Thereafter, we granted the State permission to appeal primarily to determine whether the trial court’s erroneous failure to instruct the jury as to the offense of voluntary manslaughter is subject to harmless error analysis. Upon careful consideration, we have determined that the trial court’s failure to instruct the jury as to voluntary manslaughter is harmless error because the jury was instructed as to the lesser included offense of second degree murder but convicted the defendant of the greatest charged offense, first degree premeditated murder. We have also determined that the trial court did not erroneously permit the jury to consider inadmissible hearsay testimony. Accordingly, we reverse the judgment of the Court of Criminal Appeals and reinstate the judgment of the trial court.2

BACKGROUND

At approximately 4:40 a.m. on July 24, 1993, Delaney Thomas’ automobile was found in an alley adjoining his mother’s home. Thomas was inside the car dead from a gunshot wound to his head. The car’s engine was still running.

Prior to discovering the victim’s body, the Chattanooga Police Department had received two Emergency 911 calls involving Thomas and the defendant. At 3:37 a.m. an Emergency 911 dispatcher received a call from Thomas reporting that he had “a conflict” with the defendant, and that Williams had shot at his car “for no reason.” Deanna Taylor, a Chattanooga patrol officer, was the first to respond to the dispatch to the defendant’s residence. Officer Taylor said Williams seemed surprised to see her and nervous when she asked him if he had reported some property damage from a shooting incident. Nevertheless, Williams told Officer Taylor that Thomas had driven by his house shooting a gun and that he had returned fire. After interviewing Williams, Officer Taylor alerted other officers to be on the lookout for Thomas.

Approximately one hour later, at 4:37 a.m., the Emergency 911 dispatcher received a call from the defendant. Williams told the dispatcher “I believe I shot somebody. I followed him and he laying in the car.... Get the police out here right now. The man might be dying, he might be dead. I don’t know. He around the corner from me. He in a Cadillac ... I got the gun in the house now....”

Cherilyn Bryant, also a Chattanooga patrol officer, was the first officer to arrive at the defendant’s residence in response to this call. She was escorted by the defendant and his brother to an alleyway a short distance from Williams’ house. Though not visible from the road, when Officer Bryant entered the alleyway, she observed a Cadillac automobile parked in the alleyway. The engine of the *103car was running, and when she approached the car, Officer Bryant observed Thomas in the driver’s seat of his car. He had sustained a gunshot wound to the head, and appeared to be dead. Blood on Thomas’ body was dry and caked, indicating that some time had passed since the gunshot wound had been inflicted. No weapons were found in the victim’s car. Officer Bryant, the defendant and his brother returned to Williams home. The defendant’s brother went into the Williams’ house, retrieved a Norinco AK-47 semi-automatic rifle, and turned it over to Officer Bryant. Fourteen shells of bullets from the rifle were found in Thomas’ car and on the street nearby.

After waiving his right to counsel, the defendant gave officers a statement at the scene, relating that Thomas had shot at his house in a “drive-by” fashion earlier in the evening, and that he had reported the incident to the police.
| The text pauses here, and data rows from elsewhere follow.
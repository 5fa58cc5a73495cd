// ============================================================
// Layer 6 — Metrics Logger
// ============================================================
// Appends training and evaluation metrics to a CSV file so a
// run can be plotted afterwards.
//
// Both kinds of row share one file; the `kind` column tells
// them apart and columns that do not apply are left empty:
//
//   kind,step,loss,perplexity,learning_rate,secs_per_step,tokens
//   train,500,5.812300,334.530000,0.0000125,0.412,
//   eval,8000,4.102200,60.480000,,0.095,183204
//
// How to read the metrics:
//   - train loss should fall steadily once warmup is over
//   - eval perplexity should track train perplexity; a
//     widening gap means the model is overfitting
//
// Output file: {save_dir}/metrics.csv
//
// Reference: Rust Book §12 (I/O and File Handling)

use anyhow::{Context, Result};
use std::{
    fs::{self, OpenOptions},
    io::Write,
    path::{Path, PathBuf},
};

use crate::domain::metrics::{EvalSummary, StepMetrics};

const HEADER: &str = "kind,step,loss,perplexity,learning_rate,secs_per_step,tokens";

/// Logs step and evaluation metrics to a CSV file.
pub struct MetricsLogger {
    /// Full path to the CSV file
    csv_path: PathBuf,
}

impl MetricsLogger {
    /// Writes the header if the file doesn't exist yet, so
    /// resumed runs keep appending to the same log.
    pub fn new(dir: impl AsRef<Path>) -> Result<Self> {
        let dir = dir.as_ref();
        fs::create_dir_all(dir)
            .with_context(|| format!("Cannot create metrics directory '{}'", dir.display()))?;

        let csv_path = dir.join("metrics.csv");
        if !csv_path.exists() {
            let mut f = fs::File::create(&csv_path)
                .with_context(|| format!("Cannot create '{}'", csv_path.display()))?;
            writeln!(f, "{HEADER}")?;
            tracing::debug!("Created metrics CSV: '{}'", csv_path.display());
        }

        Ok(Self { csv_path })
    }

    pub fn log_step(&self, m: &StepMetrics) -> Result<()> {
        self.append(format_args!(
            "train,{},{:.6},{:.6},{:.9},{:.3},",
            m.step, m.loss, m.perplexity, m.learning_rate, m.secs_per_step,
        ))
    }

    pub fn log_eval(&self, step: usize, s: &EvalSummary) -> Result<()> {
        self.append(format_args!(
            "eval,{},{:.6},{:.6},,{:.3},{}",
            step, s.mean_loss, s.perplexity, s.secs_per_step, s.tokens,
        ))
    }

    fn append(&self, row: std::fmt::Arguments<'_>) -> Result<()> {
        let mut f = OpenOptions::new()
            .append(true)
            .open(&self.csv_path)
            .with_context(|| format!("Cannot open '{}'", self.csv_path.display()))?;
        writeln!(f, "{row}")?;
        Ok(())
    }

    #[cfg(test)]
    pub fn csv_path(&self) -> &Path {
        &self.csv_path
    }
}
Thereafter, Williams had driven to a nearby intersection, where he encountered Thomas. He fired his weapon into the air to frighten Thomas. Then, he saw Thomas point a handgun through the passenger window at him, so he fired his gun in Thomas’ direction. When he realized that the bullet had struck Thomas, he returned home and called the police.

Williams testified in his own behalf at trial stating that after he left work at midnight, he went to a bar called “The Shack” and remained there until it closed at about 2:30 a.m. He then went directly home. As he was backing into his driveway, a car he recognized as belonging to Thomas drove by, and the driver fired shots in his direction. He ran inside the house and told his wife and children to go to the back of the house where they would be safer. He took his gun, the AK-47, inserted a clip, and left the house to go to his grandmother’s home. Williams said he thought Thomas would not cause trouble at his house if his car was not there. Williams said that when he came upon Thomas by chance during the drive to his grandmother’s home, he panicked and fired his gun several times at the ground in an attempt to scare Thomas. When Thomas drove into an alleyway, the defendant assumed he had succeeded in scaring Thomas away, so he returned to his residence.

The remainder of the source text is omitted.